I've added Eli's proof to it, not sure exactly how to present it.

Took me a bit to digest it, but I agree that it matches what I'm trying to do in this patch. I can try to describe the definition of C7 in plain text (correlate it to the variables declared in the patch) if you prefer.

efriedma accepted this revision.Nov 6 2017, 3:03 PM

LGTM.

Sorry about the delay. I ran some tests, and it looks like this doesn't cause any regressions. Granted, it didn't lead to any performance improvement either (I guess we don't really use this information in many cases). But having the information around could be helpful in the future.

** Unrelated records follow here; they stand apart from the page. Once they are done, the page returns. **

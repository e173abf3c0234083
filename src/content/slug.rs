//! Slug validation and upload filename sanitizing

use lazy_static::lazy_static;
use regex::Regex;

use crate::error::{Error, Result};

lazy_static! {
    /// Lowercase alphanumerics and inner hyphens; no leading or trailing hyphen
    static ref SLUG_PATTERN: Regex = Regex::new(r"^[a-z0-9](?:[a-z0-9-]*[a-z0-9])?$").unwrap();
    static ref UNSAFE_NAME_CHARS: Regex = Regex::new(r"[^a-z0-9]").unwrap();
}

/// Check whether a slug is safe to use as a file name and URL segment
pub fn is_valid_slug(slug: &str) -> bool {
    SLUG_PATTERN.is_match(slug)
}

/// Validate a slug, returning it back on success
pub fn validate_slug(slug: &str) -> Result<&str> {
    if is_valid_slug(slug) {
        Ok(slug)
    } else {
        Err(Error::InvalidSlug(slug.to_string()))
    }
}

/// Turn an uploaded file name into a filesystem-safe fragment
///
/// The name is lowercased and every character outside `[a-z0-9]` becomes `-`,
/// so `"My Photo.PNG"` turns into `"my-photo-png"`.
pub fn sanitize_file_name(name: &str) -> String {
    let lowered = name.to_lowercase();
    let cleaned = UNSAFE_NAME_CHARS.replace_all(&lowered, "-").to_string();
    if cleaned.is_empty() {
        "file".to_string()
    } else {
        cleaned
    }
}
//! List site content

use anyhow::{bail, Result};

use crate::content::query::tag_counts;
use crate::Blog;

/// Lines describing the published posts or their tags
pub fn lines(blog: &Blog, content_type: &str) -> Result<Vec<String>> {
    let posts = blog.store().list_posts()?;

    let lines = match content_type {
        "post" | "posts" => {
            let mut lines = vec![format!("Posts ({}):", posts.len())];
            lines.extend(posts.iter().map(|post| {
                format!(
                    "  {} - {} [{}]",
                    post.meta.date.as_deref().unwrap_or("----------"),
                    post.meta.title,
                    post.slug
                )
            }));
            lines
        }
        "tag" | "tags" => {
            let tags = tag_counts(&posts);
            let mut lines = vec![format!("Tags ({}):", tags.len())];
            lines.extend(
                tags.into_iter()
                    .map(|(tag, count)| format!("  {} ({})", tag, count)),
            );
            lines
        }
        _ => bail!("Unknown type: {}. Available: post, tag", content_type),
    };

    Ok(lines)
}

/// List site content by type
pub fn run(blog: &Blog, content_type: &str) -> Result<()> {
    for line in lines(blog, content_type)? {
        println!("{}", line);
    }
    Ok(())
}

#[cfg(test)]
mod tests {
    use super::*;
    use crate::config::SiteConfig;
    use tempfile::TempDir;

    #[test]
    fn test_list_posts_and_tags() {
        let dir = TempDir::new().unwrap();
        let blog = Blog::with_config(dir.path(), SiteConfig::default());
        let store = blog.store();
        store
            .save_post("a", "---\ntitle: A\ndate: 2026-01-02\ntags: [rust, web]\n---\n")
            .unwrap();
        store
            .save_post("b", "---\ntitle: B\ndate: 2026-01-01\ntags: rust\n---\n")
            .unwrap();
        store
            .save_post("c", "---\ntitle: C\npublished: false\n---\n")
            .unwrap();

        assert_eq!(
            lines(&blog, "posts").unwrap(),
            vec!["Posts (2):", "  2026-01-02 - A [a]", "  2026-01-01 - B [b]"]
        );
        assert_eq!(
            lines(&blog, "tags").unwrap(),
            vec!["Tags (2):", "  rust (2)", "  web (1)"]
        );
        assert!(lines(&blog, "pages").is_err());
    }
}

Do you have commit access?

This revision is now accepted and ready to land.Nov 6 2017, 3:03 PM

I do not have commit access.

The changes behind this patch were developed internally (in my Company) and provide improvements to specific Modules. In particular, it allows us to infer the bottom bits of some address calculations (where we can use faster memory operations when the pointer has some specific alignment). I can't really go into details unfortunately. I do hope that at some point in the future, someone else will benefit from this more openly :)

Ping. Nearly there!

sdardis added a subscriber: sdardis.Dec 7 2017, 7:57 AM

I can commit this on behalf of my former colleague if there are no objections. I'll wait a day or so.

This revision was automatically updated to reflect the committed changes.